インターンシップを通じて触れあうなかで、学生たちが年々PCやインターネットのことについて詳しくなっている状況を感じたという酒井氏。「今の学生だとここは教えなくても理解している、というラインがわかっただけでも収穫です。就活に対する心構えや、バリューコマースをどこまで知っているかなど、若い世代が持っている弊社の知名度についても理解できました」。

学ぶことが多かったと感想を語る酒井氏

「みんなまじめだったのですが、なかでも素直に人の話を聞いてどんどん吸収するタイプの人は、会社に入っても成功すると思います。どの学生も参加するにあたって、自分がやりたいことが明確だったので、自分には何が必要なのかを考えていることがこちらにもわかりました。志望してもらえるなら、ぜひ一緒に仕事をしたいですね」と小林氏も手応えを感じている。

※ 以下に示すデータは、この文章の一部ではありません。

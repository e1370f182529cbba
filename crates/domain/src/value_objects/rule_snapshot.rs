//! Read-only views over the configured rules

use std::collections::BTreeMap;

use serde::{Deserialize, Serialize};

/// Remaining failures per key for first-N rules
pub type FaultStatus = BTreeMap<String, u64>;

/// Configured thresholds per key, split by rule kind
#[derive(Debug, Clone, Default, PartialEq, Eq, Serialize, Deserialize)]
pub struct RuleSnapshot {
    /// First-N limits
    #[serde(default)]
    pub failures: BTreeMap<String, i64>,
    /// Nth-only attempt numbers
    #[serde(default, rename = "precise-failures")]
    pub precise_failures: BTreeMap<String, i64>,
}

impl RuleSnapshot {
    #[must_use]
    pub fn is_empty(&self) -> bool {
        self.failures.is_empty() && self.precise_failures.is_empty()
    }

    /// Total number of configured keys
    #[must_use]
    pub fn len(&self) -> usize {
        self.failures.len() + self.precise_failures.len()
    }
}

「経験豊富な社員と一緒に、学生を囲んで交流会形式でフランクに食事会もしました。初めて聞く社会人の生活に学生たちも驚いていましたが、何より毎日引率している私が、今年入社したての新入社員だったことが一番の衝撃だったでしょうね」と笑顔で語る小林氏。インターンシップのプログラム制作を任されたときの心境について尋ねてみると、「素直にうれしかったです。先輩たちのおかげで思い切りやれました。振り返ってみると、"駆け抜けた"という感じの日々でしたね。こういう機会を与えてもらって感謝の気持ちです」と答えてくれた。

入社初年度にして大役をこなした小林氏

すべてのプログラムを終えた学生たちに最後のアンケートを取った結果、「楽しかった」「有意義だった」という意見がほとんどで、「短い2週間だった」という意見も多く聞かれた。「でも、実際に考えてみると2週間といえば半月です。長いスパンだったと思いますし、正直きつかったと思います。でも、それが学生たちが社会に出たときのお役に立てるといいです」と酒井氏。

そのほか、学生たちからは自分の将来設計への影響について「自分の将来を決めかねていた部分があったが、この経験を通じて就職に対する疑問が解消した」「学生と社会人の振る舞い方や意識の違いを身をもって感じられた」など、仕事と学業の違いに対する不安の解消や、その具体的な違いを実感できたという意見が多く聞かれた。また、バリューコマースへの感想としては「意見が言いやすい職場だと感じた」「多くの女性が活躍している」「社員一人ひとりが会社の原動力になっていると強く感じた」といった印象を持ったようだ。印象に残った研修内容について尋ねると、特に意義深かったものとして挙がったのが役員の講話や社員たちとの交流会。実際に最先端の現場で活躍している経営者やビジネスマンと対話することで多くのことを学べた様子が見て取れる。

創造性にあふれたインターンシッププログラムを見事に実現したバリューコマース。外から見ればチャレンジングな内容かもしれないが、バリューコマースが成長を続ける若い企業であるからこそのパワーで実現できたともいえる。いずれにしても、同社が"インターンシップを通じて社会貢献をする"というポリシーを掲げる限り、来年もまた多くの学生にとって実りあるプログラムを提供してくれるはずだ。